Part of it is certainly that I have felt far more socially connected since my son's birth than at any other time in my life.  Ironic, I know, but true.  I feel incredibly supported by my friendships with other parents, accepted for who I am, and inspired to grow.  Finally experiencing the social connection that I desperately craved for my entire childhood has increased my self-esteem and has decreased my issues with depression, which in turn helps me feel like a better mother.

But more specifically, as a mother, I feel like all the kindness and love that I pour into my son's life is somehow healing my own childhood wounds.  I see him learning the lessons that I wish I had learned myself as a child, and I feel at peace.

He is learning, right from the start, that his feelings are important.  As a toddler, he has so many feelings, which often appear suddenly and catch both of us off guard.  My job as a parent is to help him learn to recognize his feelings, to validate his feelings, and to direct him toward an appropriate action to manage his feelings.  For us, that means when he's expressing an emotion, I get down at his level and say things like, "Sweetie, are you feeling sad/upset/angry because _______? Awww!" And then I suggest an appropriate comforting/distracting/calming activity.  The most amazing thing to me is that, even as a toddler, he usually quiets down in order to listen to me name his emotion,  and seems incredibly relieved just to be understood.
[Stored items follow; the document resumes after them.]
/// One user's current response to an event.
///
/// `username` is copied when the response is recorded and never re-resolved.
#[derive(Clone, Debug, PartialEq, Eq, Serialize, Deserialize)]
#[serde(rename_all = "camelCase")]
pub struct Participant {
    /// Opaque, client-supplied user identity
    pub user_id: String,
    /// Display label at response time
    pub username: String,
    /// The response value
    pub response: RsvpResponse,
    /// When the response was recorded
    #[serde(default = "Utc::now")]
    pub date: DateTime<Utc>,
}

impl Participant {
    /// Creates a participant entry
    #[must_use]
    pub fn new(
        user_id: impl Into<String>,
        username: impl Into<String>,
        response: RsvpResponse,
        date: DateTime<Utc>,
    ) -> Self {
        Self {
            user_id: user_id.into(),
            username: username.into(),
            response,
            date,
        }
    }

    /// Compares every field except `date`.
    #[must_use]
    pub fn same_response_as(&self, other: &Self) -> bool {
        self.user_id == other.user_id
            && self.username == other.username
            && self.response == other.response
    }
}

// ============================================================================
// Events
// ============================================================================

/// A scheduled community event with its participant ledger.
#[derive(Clone, Debug, PartialEq, Eq, Serialize, Deserialize)]
#[serde(rename_all = "camelCase")]
pub struct Event {
    /// Unique identifier
    #[serde(rename = "_id")]
    pub id: EventId,
    /// Event title
    pub title: String,
    /// Event description
    pub description: String,
    /// Calendar date of the event
    #[serde(with = "calendar_date")]
    pub date: DateTime<Utc>,
    /// Free-form start time, e.g. `"6:00 PM"`
    pub time: String,
    /// Where the event takes place
    pub location: String,
    /// Participant ledger, at most one entry per `user_id`
    #[serde(default)]
    pub participants: Vec<Participant>,
    /// When the event was created
    pub created_at: DateTime<Utc>,
}

impl Event {
    /// Replaces any earlier response from `user_id` with a fresh one.
    pub fn record_rsvp(
        &mut self,
        user_id: &str,
        username: &str,
        response: RsvpResponse,
        now: DateTime<Utc>,
    ) {
        self.participants =
            ledger::apply_response(&self.participants, user_id, username, response, now);
    }

    /// Response counts over the current ledger.
    #[must_use]
    pub fn summary(&self) -> RsvpSummary {
        RsvpSummary::from_participants(&self.participants)
    }
}

/// Body of an RSVP submission.
///
/// `response` stays a raw string here so that an unknown value is reported
/// as a validation failure instead of a decoding failure.
#[derive(Clone, Debug, PartialEq, Eq, Serialize, Deserialize)]
#[serde(rename_all = "camelCase")]
pub struct RsvpRequest {
    /// One of `yes`, `no`, `maybe`
    pub response: String,
    /// Client-supplied identity, trusted as is
    pub user_id: String,
    /// Display label to record
    pub username: String,
}

impl RsvpRequest {
    /// Builds a request from a typed response.
    #[must_use]
    pub fn new(user_id: impl Into<String>, username: impl Into<String>, response: RsvpResponse) -> Self {
        Self {
            response: response.as_str().to_string(),
            user_id: user_id.into(),
            username: username.into(),
        }
    }

    /// Parses the response value and checks the identity is present.
    ///
    /// # Errors
    ///
    /// Returns [`ServiceError::Validation`] for an unknown response or a
    /// blank `userId` or `username`.
    pub fn parsed_response(&self) -> Result<RsvpResponse, ServiceError> {
        if self.user_id.trim().is_empty() {
            return Err(ServiceError::Validation("userId is required".to_string()));
        }
        if self.username.trim().is_empty() {
            return Err(ServiceError::Validation("username is required".to_string()));
        }
        Ok(self.response.parse::<RsvpResponse>()?)
    }
}

/// Payload for creating an event.
///
/// Every descriptive field is optional at the type level so that a missing
/// field is reported as a validation error rather than a decoding failure.
#[derive(Clone, Debug, Default, PartialEq, Eq, Serialize, Deserialize)]
pub struct NewEvent {
    /// Event title
    #[serde(default)]
    pub title: Option<String>,
    /// Event description
    #[serde(default)]
    pub description: Option<String>,
    /// Calendar date, RFC 3339 or `YYYY-MM-DD`
    #[serde(default)]
    pub date: Option<String>,
    /// Free-form start time
    #[serde(default)]
    pub time: Option<String>,
    /// Where the event takes place
    #[serde(default)]
    pub location: Option<String>,
    /// Seeded participant ledger
    #[serde(default)]
    pub participants: Vec<Participant>,
}

impl NewEvent {
    /// Validates the payload and builds the event it describes.
    ///
    /// A seeded ledger is collapsed to one entry per user (last one wins) so
    /// that the ledger invariant holds from creation.
    ///
    /// # Errors
    ///
    /// Returns [`ServiceError::Validation`] listing every missing or blank
    /// required field, or an unparseable date.
    pub fn into_event(self, id: EventId, created_at: DateTime<Utc>) -> Result<Event, ServiceError> {
        let mut problems = Vec::new();

        let title = required("title", self.title, &mut problems);
        let description = required("description", self.description, &mut problems);
        let raw_date = required("date", self.date, &mut problems);
        let time = required("time", self.time, &mut problems);
        let location = required("location", self.location, &mut problems);

        let date = if raw_date.is_empty() {
            None
        } else {
            let parsed = calendar_date::parse(&raw_date);
            if parsed.is_none() {
                problems.push(format!("date `{raw_date}` is not a valid date"));
            }
            parsed
        };

        match date {
            Some(date) if problems.is_empty() => {
                let participants = self.participants.into_iter().fold(Vec::new(), |acc, p| {
                    ledger::apply_response(&acc, &p.user_id, &p.username, p.response, p.date)
                });

                Ok(Event {
                    id,
                    title,
                    description,
                    date,
                    time,
                    location,
                    participants,
                    created_at,
                })
            }
            _ => Err(ServiceError::Validation(format!(
                "Event validation failed: {}",
                problems.join(", ")
            ))),
        }
    }
}

fn required(field: &str, value: Option<String>, problems: &mut Vec<String>) -> String {
    match value {
        Some(value) if !value.trim().is_empty() => value,
        _ => {
            problems.push(format!("{field} is required"));
            String::new()
        }
    }
}

/// Event dates are accepted either as full timestamps or as bare calendar days.
pub(crate) mod calendar_date {
    use chrono::{DateTime, NaiveDate, SecondsFormat, Utc};
    use serde::{Deserialize, Deserializer, Serializer};

    pub fn serialize<S: Serializer>(date: &DateTime<Utc>, serializer: S) -> Result<S::Ok, S::Error> {
        serializer.serialize_str(&date.to_rfc3339_opts(SecondsFormat::Millis, true))
    }

    pub fn deserialize<'de, D: Deserializer<'de>>(deserializer: D) -> Result<DateTime<Utc>, D::Error> {
        let raw = String::deserialize(deserializer)?;
        parse(&raw).ok_or_else(|| serde::de::Error::custom(format!("invalid date: {raw}")))
    }

    pub fn parse(raw: &str) -> Option<DateTime<Utc>> {
        if let Ok(timestamp) = DateTime::parse_from_rfc3339(raw) {
            return Some(timestamp.with_timezone(&Utc));
        }

        NaiveDate::parse_from_str(raw, "%Y-%m-%d")
            .ok()
            .and_then(|day| day.and_hms_opt(0, 0, 0))
            .map(|midnight| midnight.and_utc())
    }
}

// ============================================================================
// Discussions
// ============================================================================

/// A reply posted to a discussion.
#[derive(Clone, Debug, PartialEq, Eq, Serialize, Deserialize)]
pub struct Reply {
    /// Unique identifier
    #[serde(rename = "_id")]
    pub id: ReplyId,
    /// Reply body
    pub text: String,
    /// Who posted it
    pub author: String,
    /// When it was posted
    #[serde(default = "Utc::now")]
    pub date: DateTime<Utc>,
}

/// A discussion thread and its replies.
#[derive(Clone, Debug, PartialEq, Eq, Serialize, Deserialize)]
#[serde(rename_all = "camelCase")]
pub struct Discussion {
    /// Unique identifier
    #[serde(rename = "_id")]
    pub id: DiscussionId,
    /// Topic title
    pub title: String,
    /// Who opened the thread
    pub author: String,
    /// Replies in posting order
    #[serde(default)]
    pub replies: Vec<Reply>,
    /// When the thread was opened
    pub created_at: DateTime<Utc>,
}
He is also learning that his opinions and desires are are worth expressing, even though at this age they sound like nothing more than him shouting, "No! No! No!"  It's up to me to help him phrase his opinions and wishes more clearly, because his "no" could mean anything from, "Don't do that!" to "I don't want to do that!" to "I want to do what you are doing" to "I want to have what you have."  Once we understand each other, we can decide how to proceed.  But most importantly, I always try to praise him by saying something like, "Good job asking!" even when I have to delay or deny his wish.

Finally, he is also learning, along with me, about the importance of social connection and the joy that others can bring into our lives.  He is not yet in pre-school, so as a stay-at-home mom I have to make a conscious effort to teach him this.  We leave the house at least once every day, either for a playdate, coffee date, mommy & me class, park, children's museum, library, or errand.  For myself, I know that I need to be around other people daily to avoid emotional flashbacks to the isolation of my youth.  For my son, I know that he needs to have a lot of early positive experiences with others and have a lot of opportunities to observe social interaction so that he can build his confidence for later social success.  Watching my naturally shy little boy become comfortable and have fun with other people is incredibly satisfying.  It gives me hope that my personal social weaknesses will not greatly limit him.  

Seeing my son learn these three lessons has made my motherhood experience wonderful so far.  I only hope, as Baby Boy #2 joins that family this fall, and as my boys get older and start school, that we will be able to continue building strong family relationships on this basic foundation.

Happy Mother's Day!

7 comments:

  1. Wonderful post! So happy to be part of your journey. Love you! Proud of you.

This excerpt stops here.